*WHAT IS REQUIRED*:
Repeat the entries below exactly, missing none.

*RECORDS TO USE*:
────

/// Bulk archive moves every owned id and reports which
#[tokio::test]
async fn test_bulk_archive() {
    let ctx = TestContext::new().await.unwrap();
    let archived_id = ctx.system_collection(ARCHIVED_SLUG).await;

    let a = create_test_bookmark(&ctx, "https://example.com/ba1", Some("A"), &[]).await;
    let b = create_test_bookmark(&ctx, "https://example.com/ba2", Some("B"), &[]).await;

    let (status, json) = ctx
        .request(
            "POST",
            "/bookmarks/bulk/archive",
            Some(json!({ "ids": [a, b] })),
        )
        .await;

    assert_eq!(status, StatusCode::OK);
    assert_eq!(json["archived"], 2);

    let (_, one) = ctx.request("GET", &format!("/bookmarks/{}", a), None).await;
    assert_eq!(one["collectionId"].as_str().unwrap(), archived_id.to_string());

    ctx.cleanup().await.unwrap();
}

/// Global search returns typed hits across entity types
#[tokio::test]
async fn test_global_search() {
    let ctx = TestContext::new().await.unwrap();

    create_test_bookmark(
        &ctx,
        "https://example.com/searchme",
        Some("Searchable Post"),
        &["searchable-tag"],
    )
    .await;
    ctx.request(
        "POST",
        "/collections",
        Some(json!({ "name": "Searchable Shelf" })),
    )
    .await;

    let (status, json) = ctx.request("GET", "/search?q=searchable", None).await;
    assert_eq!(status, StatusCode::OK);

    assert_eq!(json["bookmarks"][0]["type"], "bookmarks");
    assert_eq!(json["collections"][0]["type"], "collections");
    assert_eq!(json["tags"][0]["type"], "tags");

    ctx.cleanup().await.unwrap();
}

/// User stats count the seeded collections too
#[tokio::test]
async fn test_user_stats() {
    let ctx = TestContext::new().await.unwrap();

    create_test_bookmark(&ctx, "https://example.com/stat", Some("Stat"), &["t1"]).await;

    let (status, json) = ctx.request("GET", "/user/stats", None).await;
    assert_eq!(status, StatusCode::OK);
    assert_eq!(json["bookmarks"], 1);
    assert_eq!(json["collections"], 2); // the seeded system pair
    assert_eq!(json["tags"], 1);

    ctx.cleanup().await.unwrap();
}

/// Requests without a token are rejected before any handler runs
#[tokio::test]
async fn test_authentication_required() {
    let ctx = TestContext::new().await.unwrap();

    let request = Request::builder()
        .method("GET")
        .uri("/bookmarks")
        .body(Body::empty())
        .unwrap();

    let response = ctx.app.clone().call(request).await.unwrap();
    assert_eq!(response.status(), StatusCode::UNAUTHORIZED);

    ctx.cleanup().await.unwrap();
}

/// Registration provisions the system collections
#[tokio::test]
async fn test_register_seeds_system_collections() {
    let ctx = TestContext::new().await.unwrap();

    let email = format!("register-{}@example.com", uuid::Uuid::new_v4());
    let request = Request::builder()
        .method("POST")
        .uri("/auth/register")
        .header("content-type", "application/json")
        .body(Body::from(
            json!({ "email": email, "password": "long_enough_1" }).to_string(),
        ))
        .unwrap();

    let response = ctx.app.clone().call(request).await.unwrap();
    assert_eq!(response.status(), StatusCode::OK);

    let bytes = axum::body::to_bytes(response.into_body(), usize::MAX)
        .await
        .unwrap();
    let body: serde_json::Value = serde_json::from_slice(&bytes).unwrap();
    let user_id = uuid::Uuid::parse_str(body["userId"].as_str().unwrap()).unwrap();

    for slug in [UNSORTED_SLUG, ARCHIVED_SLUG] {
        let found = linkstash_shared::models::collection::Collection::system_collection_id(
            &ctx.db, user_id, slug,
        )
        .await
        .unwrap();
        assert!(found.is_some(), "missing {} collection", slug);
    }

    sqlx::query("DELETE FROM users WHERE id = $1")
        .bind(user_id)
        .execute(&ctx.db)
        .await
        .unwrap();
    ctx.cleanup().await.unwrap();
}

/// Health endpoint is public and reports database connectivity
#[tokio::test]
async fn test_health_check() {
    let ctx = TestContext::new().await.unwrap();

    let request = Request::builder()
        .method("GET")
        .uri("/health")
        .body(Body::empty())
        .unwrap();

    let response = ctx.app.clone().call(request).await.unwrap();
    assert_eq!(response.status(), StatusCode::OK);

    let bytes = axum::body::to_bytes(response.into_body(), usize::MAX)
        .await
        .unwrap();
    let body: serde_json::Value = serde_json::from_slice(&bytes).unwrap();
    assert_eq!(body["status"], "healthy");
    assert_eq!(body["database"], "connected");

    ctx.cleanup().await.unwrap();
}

────

*TASK SOLUTION*:
/// Bulk archive moves every owned id and reports which
#[tokio::test]
async fn test_bulk_archive() {
    let ctx = TestContext::new().await.unwrap();
    let archived_id = ctx.system_collection(ARCHIVED_SLUG).await;

    let a = create_test_bookmark(&ctx, "https://example.com/ba1", Some("A"), &[]).await;
    let b = create_test_bookmark(&ctx, "https://example.com/ba2", Some("B"), &[]).await;

    let (status, json) = ctx
        .request(
            "POST",
            "/bookmarks/bulk/archive",
            Some(json!({ "ids": [a, b] })),
        )
        .await;

    assert_eq!(status, StatusCode::OK);
    assert_eq!(json["archived"], 2);

    let (_, one) = ctx.request("GET", &format!("/bookmarks/{}", a), None).await;
    assert_eq!(one["collectionId"].as_str().unwrap(), archived_id.to_string());

    ctx.cleanup().await.unwrap();
}

/// Global search returns typed hits across entity types
#[tokio::test]
async fn test_global_search() {
    let ctx = TestContext::new().await.unwrap();

    create_test_bookmark(
        &ctx,
        "https://example.com/searchme",
        Some("Searchable Post"),
        &["searchable-tag"],
    )
    .await;
    ctx.request(
        "POST",
        "/collections",
        Some(json!({ "name": "Searchable Shelf" })),
    )
    .await;

    let (status, json) = ctx.request("GET", "/search?q=searchable", None).await;
    assert_eq!(status, StatusCode::OK);

    assert_eq!(json["bookmarks"][0]["type"], "bookmarks");
    assert_eq!(json["collections"][0]["type"], "collections");
    assert_eq!(json["tags"][0]["type"], "tags");

    ctx.cleanup().await.unwrap();
}

/// User stats count the seeded collections too
#[tokio::test]
async fn test_user_stats() {
    let ctx = TestContext::new().await.unwrap();

    create_test_bookmark(&ctx, "https://example.com/stat", Some("Stat"), &["t1"]).await;

    let (status, json) = ctx.request("GET", "/user/stats", None).await;
    assert_eq!(status, StatusCode::OK);
    assert_eq!(json["bookmarks"], 1);
    assert_eq!(json["collections"], 2); // the seeded system pair
    assert_eq!(json["tags"], 1);

    ctx.cleanup().await.unwrap();
}

/// Requests without a token are rejected before any handler runs
#[tokio::test]
async fn test_authentication_required() {
    let ctx = TestContext::new().await.unwrap();

    let request = Request::builder()
        .method("GET")
        .uri("/bookmarks")
        .body(Body::empty())
        .unwrap();

    let response = ctx.app.clone().call(request).await.unwrap();
    assert_eq!(response.status(), StatusCode::UNAUTHORIZED);

    ctx.cleanup().await.unwrap();
}

/// Registration provisions the system collections
#[tokio::test]
async fn test_register_seeds_system_collections() {
    let ctx = TestContext::new().await.unwrap();

    let email = format!("register-{}@example.com", uuid::Uuid::new_v4());
    let request = Request::builder()
        .method("POST")
        .uri("/auth/register")
        .header("content-type", "application/json")
        .body(Body::from(
            json!({ "email": email, "password": "long_enough_1" }).to_string(),
        ))
        .unwrap();

    let response = ctx.app.clone().call(request).await.unwrap();
    assert_eq!(response.status(), StatusCode::OK);

    let bytes = axum::body::to_bytes(response.into_body(), usize::MAX)
        .await
        .unwrap();
    let body: serde_json::Value = serde_json::from_slice(&bytes).unwrap();
    let user_id = uuid::Uuid::parse_str(body["userId"].as_str().unwrap()).unwrap();

    for slug in [UNSORTED_SLUG, ARCHIVED_SLUG] {
        let found = linkstash_shared::models::collection::Collection::system_collection_id(
            &ctx.db, user_id, slug,
        )
        .await
        .unwrap();
        assert!(found.is_some(), "missing {} collection", slug);
    }

    sqlx::query("DELETE FROM users WHERE id = $1")
        .bind(user_id)
        .execute(&ctx.db)
        .await
        .unwrap();
    ctx.cleanup().await.unwrap();
}

/// Health endpoint is public and reports database connectivity
#[tokio::test]
async fn test_health_check() {
    let ctx = TestContext::new().await.unwrap();

    let request = Request::builder()
        .method("GET")
        .uri("/health")
        .body(Body::empty())
        .unwrap();

    let response = ctx.app.clone().call(request).await.unwrap();
    assert_eq!(response.status(), StatusCode::OK);

    let bytes = axum::body::to_bytes(response.into_body(), usize::MAX)
        .await
        .unwrap();
    let body: serde_json::Value = serde_json::from_slice(&bytes).unwrap();
    assert_eq!(body["status"], "healthy");
    assert_eq!(body["database"], "connected");

    ctx.cleanup().await.unwrap();
}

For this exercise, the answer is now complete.